Travellers who flew in to Auckland on a flight from Kuala Lumpur last weekend are being warned they might have been exposed to measles.

The Auckland Regional Public Health Service (ARPHS) said a passenger on Malaysia Airlines MH133 from Kuala Lumpur at 11pm on Sunday 15th April was infected with the virus - which is very easily transmitted.

The ARPHS has been contacting the passengers seated in rows 28 to 44, closest to the infectious person, and warning them to check their immunity.

Vaccination would be advised in some cases, or in other cases quarantine.


ARPHS medical officer of health Dr Josephine Herman said there was a possibility other passengers on the flight, outside of the mentioned rows, might have been infected too.

This could have happened on the plane, at the gate, or at the baggage claim.

"The airborne measles virus is very easily transmitted from one person to another, so those on the flight should watch for symptoms from now until 29 April," Herman said.

Symptoms could include a fever, a runny nose, a cough or sore red eyes.

A raised red rash could also flare up down the track.

Any passenger who was on the flight and was feeling unwell was advised to phone their doctor before visiting the practice.

The health service said measles was a serious illness.

One in 10 people with measles would need hospital treatment.

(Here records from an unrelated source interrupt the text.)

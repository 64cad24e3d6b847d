use std::time::Instant;

use crate::backend::{ChannelError, SearchBackend};
use crate::controller::SessionController;
use crate::discovery::FixtureSource;
use crate::executor::RecordingLauncher;
use crate::model::{LaunchableItem, RankedResult};
use crate::resolver::PathResolver;

struct NullBackend;

impl SearchBackend for NullBackend {
    fn set_launchable_list(&mut self, keys: &[String]) -> Result<i64, ChannelError> {
        Ok(keys.len() as i64)
    }

    fn set_command_list(&mut self, keys: &[String]) -> Result<i64, ChannelError> {
        Ok(keys.len() as i64)
    }

    fn filter(&mut self, _pattern: &str) -> Result<Vec<RankedResult>, ChannelError> {
        Ok(Vec::new())
    }
}

fn median_ms(samples: &mut [f64]) -> f64 {
    samples.sort_by(|a, b| a.partial_cmp(b).unwrap_or(std::cmp::Ordering::Equal));
    samples[samples.len() / 2]
}

#[test]
fn candidate_rebuild_median_under_500ms() {
    let mut doc = String::from("version = 1\n\nlist = [\n");
    for i in 0..3_000 {
        doc.push_str(&format!("    \"cmd-{i:04}\\ntool-{i}.exe\\n--flag {i}\",\n"));
    }
    doc.push_str("]\n");

    let unique = std::time::SystemTime::now()
        .duration_since(std::time::UNIX_EPOCH)
        .expect("clock should be valid")
        .as_nanos();
    let path = std::env::temp_dir().join(format!("keyspring-perf-registry-{unique}.toml"));
    std::fs::write(&path, doc).expect("perf registry should be written");

    let items: Vec<LaunchableItem> = (0..2_000)
        .map(|i| {
            LaunchableItem::new(
                &format!("App {i:04}"),
                &format!("C:\\Apps\\App-{i:04}.lnk"),
            )
        })
        .collect();

    let mut controller = SessionController::new(
        NullBackend,
        vec![Box::new(FixtureSource::from_items(items))],
        Box::new(RecordingLauncher::default()),
        PathResolver::new(Vec::new(), vec![String::new()]),
        path.clone(),
    );

    // Warm the file cache before sampling.
    controller.build_candidates().expect("warm build should succeed");

    let mut samples = Vec::with_capacity(5);
    for _ in 0..5 {
        let start = Instant::now();
        controller.build_candidates().expect("build should succeed");
        samples.push(start.elapsed().as_secs_f64() * 1000.0);
    }

    std::fs::remove_file(&path).expect("perf registry should be removed");

    let median = median_ms(&mut samples);
    assert!(
        median <= 500.0,
        "candidate rebuild median too high: {median:.3}ms (budget 500.0ms); samples={samples:?}",
    );
}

The most serious cases could result in deafness or swelling of the brain.

Herman said Kiwis should keep up to date with MMR vaccines to best protect themselves against the virus.

"The only way to protect from measles and the best way to avoid its complications is to be fully vaccinated with two doses of the MMR vaccine," she said.

Common measles symptoms:

- The time delay from being exposed to measles to developing symptoms is usually 8-14 days but can be up to 21 days. The typical symptoms are:
- Fever, and one or more of a runny nose, cough or sore red eyes.
- Then after a few days, a red raised rash comes on and lasts up to one week. The rash usually starts on the face and spreads to the rest of the body.